A sexualidade de um aluno não é algo para a escola julgar a
partir de critérios de quem a administra ou frequenta. Nem de qualquer outro
critério. Nem interessa aqui saber se os motivos que levavam alunos a
declararem um colega como homossexual encontram algum fundamento. A sexualidade
pertence ao âmbito da vida pessoal, e não deve ser posta sob a condição de
julgada pela escola pública. Um fato que comprova o que aqui é contado aconteceu
na semana seguinte à cena anteriormente referida: uma garota adentra a sala de
uma pedagoga, ofegante, e nada poderia fazer com que sua indignação a
silenciasse, nenhuma presença ou regra do regimento, pois as colegas, segundo
ela, estavam se referindo a ela pelo nome de uma cantora homossexual. Em vez de
buscar uma argumentação que fugisse da homofobia que motivava a revolta da
aluna, a pedagoga perguntou se a cantora era homossexual assumida, deixando
claro que, diante de tal fato, ela deveria sim chamar as colegas da menina para
uma advertência. Neste caso, a aluna estaria, para a escola, em seu direito de
se sentir ofendida.

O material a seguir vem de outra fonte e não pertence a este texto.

use crate::config::constants::{RING_CLOSE_EPSILON, SQM_PER_HECTARE};
use crate::domain::model::{RawCoordinate, Ring, RingPoint};
use crate::utils::error::{Result, SurveyError};
use serde::Serialize;

/// Close an ordered vertex sequence into a ring, appending a copy of the
/// first point when the last does not already match it within tolerance.
/// Idempotent on closed input. Fewer than 3 distinct vertices is an error.
pub fn close_ring<P: RingPoint>(points: Vec<P>) -> Result<Ring<P>> {
    let distinct = count_distinct(&points);
    if distinct < 3 {
        return Err(SurveyError::InsufficientVertices { found: distinct });
    }

    let mut points = points;
    let first = points[0];
    let last = points[points.len() - 1];
    if !same_point(&first, &last) {
        points.push(first);
    }

    Ok(Ring::from_closed(points))
}

fn same_point<P: RingPoint>(a: &P, b: &P) -> bool {
    let (ax, ay) = a.xy();
    let (bx, by) = b.xy();
    (ax - bx).abs() <= RING_CLOSE_EPSILON && (ay - by).abs() <= RING_CLOSE_EPSILON
}

fn count_distinct<P: RingPoint>(points: &[P]) -> usize {
    let mut distinct: Vec<&P> = Vec::new();
    for point in points {
        if !distinct.iter().any(|seen| same_point(*seen, point)) {
            distinct.push(point);
        }
    }
    distinct.len()
}

/// Planar area figures in both statutory units, rounded to 2 decimal
/// places for display parity.
#[derive(Debug, Clone, Copy, PartialEq, Serialize)]
pub struct AreaFigures {
    pub sqm: f64,
    pub hectares: f64,
}

/// Shoelace area over the projected (metric) ring. Self-intersecting or
/// otherwise malformed rings are not detected; the formula's result is
/// returned as-is, which callers must treat as a documented caveat.
pub fn compute_area(ring: &Ring<RawCoordinate>) -> AreaFigures {
    let points = ring.points();
    let mut doubled: f64 = 0.0;
    for pair in points.windows(2) {
        let (x1, y1) = pair[0].xy();
        let (x2, y2) = pair[1].xy();
        doubled += x1 * y2 - x2 * y1;
    }
    let sqm = doubled.abs() / 2.0;

    AreaFigures {
        sqm: round2(sqm),
        hectares: round2(sqm / SQM_PER_HECTARE),
    }
}

pub fn round2(value: f64) -> f64 {
    (value * 100.0).round() / 100.0
}
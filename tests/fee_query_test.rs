//! Endpoint-level checks of the two fee query surfaces against the
//! statutory default tables.

use parcel_fees::api::query::{area_fee_query, error_body, layout_fee_query};
use parcel_fees::FeeTables;

#[test]
fn test_area_query_threshold_boundary() {
    let tables = FeeTables::default();

    // Exactly at the large-property threshold: still a table lookup.
    let at = area_fee_query(&tables, "500000", "A").unwrap();
    let at_json = serde_json::to_value(&at).unwrap();
    assert!(at_json.get("is_calculated").is_none());
    assert_eq!(at.residential_survey_fee, 600_000.0);

    // One square meter over: calculated branch with audit figures.
    let over = area_fee_query(&tables, "500001", "A").unwrap();
    assert!(over.is_calculated);
    let additional = over.additional_hectares.unwrap();
    assert!((additional - 0.0001).abs() < 1e-12);
    // Whole-unit rounding on top of the base fee.
    assert_eq!(over.base_fee.unwrap().residential, 600_000.0);
    let fee = over.residential_survey_fee;
    assert_eq!(fee, fee.round());
    assert!((600_000.0..=600_001.0).contains(&fee));
}

#[test]
fn test_area_query_schedule_normalization() {
    let tables = FeeTables::default();
    for input in ["b", "B", " schedule b "] {
        let response = area_fee_query(&tables, "237000", input).unwrap();
        assert_eq!(response.schedule, "SCHEDULE B");
        assert_eq!(response.residential_survey_fee, 450_000.0);
    }
    assert!(area_fee_query(&tables, "237000", "F").is_err());
}

#[test]
fn test_area_query_rejections_carry_statuses() {
    let tables = FeeTables::default();
    assert_eq!(
        area_fee_query(&tables, "", "A").unwrap_err().http_status(),
        400
    );
    assert_eq!(
        area_fee_query(&tables, "-10", "A").unwrap_err().http_status(),
        400
    );
    assert_eq!(
        area_fee_query(&tables, "100", "X").unwrap_err().http_status(),
        400
    );
}

#[test]
fn test_layout_query_across_all_brackets() {
    let tables = FeeTables::default();

    let mut previous_price = 0.0;
    for plots in ["2", "10", "11", "50", "51", "100", "101", "2500"] {
        let response = layout_fee_query(&tables, plots, "D").unwrap();
        assert!(
            response.price >= previous_price,
            "unit price fell at {} plots",
            plots
        );
        assert!(response.mandatory_deposit > 0.0);
        previous_price = response.price;
    }

    // Floor of the open-ended top bracket.
    let top = layout_fee_query(&tables, "101", "D").unwrap();
    assert_eq!(top.price_range.min_plots, 101);
    assert_eq!(top.price_range.max_plots, None);
}

#[test]
fn test_layout_query_overflow_guidance() {
    let mut tables = FeeTables::default();
    tables.layout.tier.retain(|t| t.max_plots.is_some());

    let err = layout_fee_query(&tables, "999", "A").unwrap_err();
    assert_eq!(err.http_status(), 400);

    let body = error_body(&err);
    assert_eq!(body["maximum_available_plots"], serde_json::json!(51));
    assert!(body["error"].as_str().unwrap().contains("999"));
}

#[test]
fn test_layout_query_missing_pricing_is_404() {
    let mut tables = FeeTables::default();
    tables.layout.tier.clear();
    let err = layout_fee_query(&tables, "5", "A").unwrap_err();
    assert_eq!(err.http_status(), 404);

    let body = error_body(&err);
    assert!(body["error"].as_str().unwrap().contains("pricing"));
}
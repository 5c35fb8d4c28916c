//! The two read-only fee query endpoints, shaped for the outer application:
//! string parameters in, serializable response (or an error with an HTTP
//! status) out.

use crate::config::fee_tables::FeeTables;
use crate::core::layout_fees::LayoutFeeEngine;
use crate::core::parcel_fees::ParcelFeeEngine;
use crate::domain::model::{FeePair, FeeResult};
use crate::utils::error::{Result, SurveyError};
use serde::Serialize;

#[derive(Debug, Clone, Serialize)]
pub struct AreaFeeResponse {
    pub schedule: String,
    pub size_min: f64,
    pub size_max: Option<f64>,
    pub residential_survey_fee: f64,
    pub commercial_survey_fee: f64,
    #[serde(skip_serializing_if = "std::ops::Not::not")]
    pub is_calculated: bool,
    #[serde(skip_serializing_if = "Option::is_none")]
    pub base_fee: Option<FeePair>,
    #[serde(skip_serializing_if = "Option::is_none")]
    pub additional_hectares: Option<f64>,
    #[serde(skip_serializing_if = "Option::is_none")]
    pub additional_rate: Option<FeePair>,
}

#[derive(Debug, Clone, Serialize)]
pub struct PriceRange {
    pub min_plots: u32,
    pub max_plots: Option<u32>,
}

#[derive(Debug, Clone, Serialize)]
pub struct LayoutFeeResponse {
    pub plots: u32,
    pub schedule: String,
    pub price: f64,
    pub mandatory_deposit: f64,
    pub price_range: PriceRange,
}

/// Area/schedule fee query (parcel regime).
pub fn area_fee_query(tables: &FeeTables, area: &str, schedule: &str) -> Result<AreaFeeResponse> {
    let result = ParcelFeeEngine::new(tables).quote(area, schedule)?;

    Ok(match result {
        FeeResult::Direct {
            schedule,
            size_min,
            size_max,
            fees,
        } => AreaFeeResponse {
            schedule: schedule.to_string(),
            size_min,
            size_max: Some(size_max),
            residential_survey_fee: fees.residential,
            commercial_survey_fee: fees.commercial,
            is_calculated: false,
            base_fee: None,
            additional_hectares: None,
            additional_rate: None,
        },
        FeeResult::Calculated {
            schedule,
            base_size_min,
            base_fee,
            additional_hectares,
            additional_rate,
            fees,
            ..
        } => AreaFeeResponse {
            schedule: schedule.to_string(),
            size_min: base_size_min,
            // Calculated quotes are open-ended above the threshold.
            size_max: None,
            residential_survey_fee: fees.residential,
            commercial_survey_fee: fees.commercial,
            is_calculated: true,
            base_fee: Some(base_fee),
            additional_hectares: Some(additional_hectares),
            additional_rate: Some(additional_rate),
        },
    })
}

/// Layout fee query (plot-count regime).
pub fn layout_fee_query(
    tables: &FeeTables,
    plots: &str,
    schedule: &str,
) -> Result<LayoutFeeResponse> {
    let quote = LayoutFeeEngine::new(tables).quote(plots, schedule)?;

    Ok(LayoutFeeResponse {
        plots: quote.plots,
        schedule: quote.schedule.to_string(),
        price: quote.unit_price,
        mandatory_deposit: quote.mandatory_deposit,
        price_range: PriceRange {
            min_plots: quote.min_plots,
            max_plots: quote.max_plots,
        },
    })
}

/// JSON error body the outer application returns alongside
/// [`SurveyError::http_status`]. The plot-count overflow carries the top
/// bracket's floor as guidance.
pub fn error_body(error: &SurveyError) -> serde_json::Value {
    match error {
        SurveyError::PlotCountExceedsMaximum {
            maximum_available_plots,
            ..
        } => serde_json::json!({
            "error": error.to_string(),
            "maximum_available_plots": maximum_available_plots,
        }),
        _ => serde_json::json!({ "error": error.to_string() }),
    }
}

E a pedagoga registraria em seus cadernos que um dia as
alunas Fulana e Sicrana ofenderam a aluna Beltrana ao terem se dirigido a ela
usando o nome da renomada cantora.
Ao longo dos anos, era comum no interior do estado ver a
pedagoga de cidade pequena justificando ações de alunos problemáticos através
de comentários de conhecedora da comunidade, mas não de interventora
pedagógica: esse aluno já foi violentado pelo pai; essas garotas não podem
tomar banho com a porta fechada, porque o pai faz questão de vê-las nuas; essa
garota faz exame toda sexta-feira, para se verificar se o padrasto não a
violentou. Coisas que passam a integrar uma ficha informal do aluno, e se torna
um fator para que nunca se discutam seus fracassos ou atitudes.
Certamente a discriminação sexual nas escolas é uma forma de
agressão. Não se compara à violência sexual física em gravidade. Pode ser a
ação de desinformadas crianças ou adolescentes, que ofendem e discriminam pela
exclusão, por ofensas morais. E que ofendem de modo contumaz. Podendo provocar
essas mudanças urgentes de escola, vistas como medida paliativa, já que a
escola não fará nada de educativo para mudar isso.
Outra vez, a escola vai passar as décadas sustentando as
crenças arraigadas de uma sociedade que já não existe mais, mas que ela quer
manter, com seu comodismo e desinformação.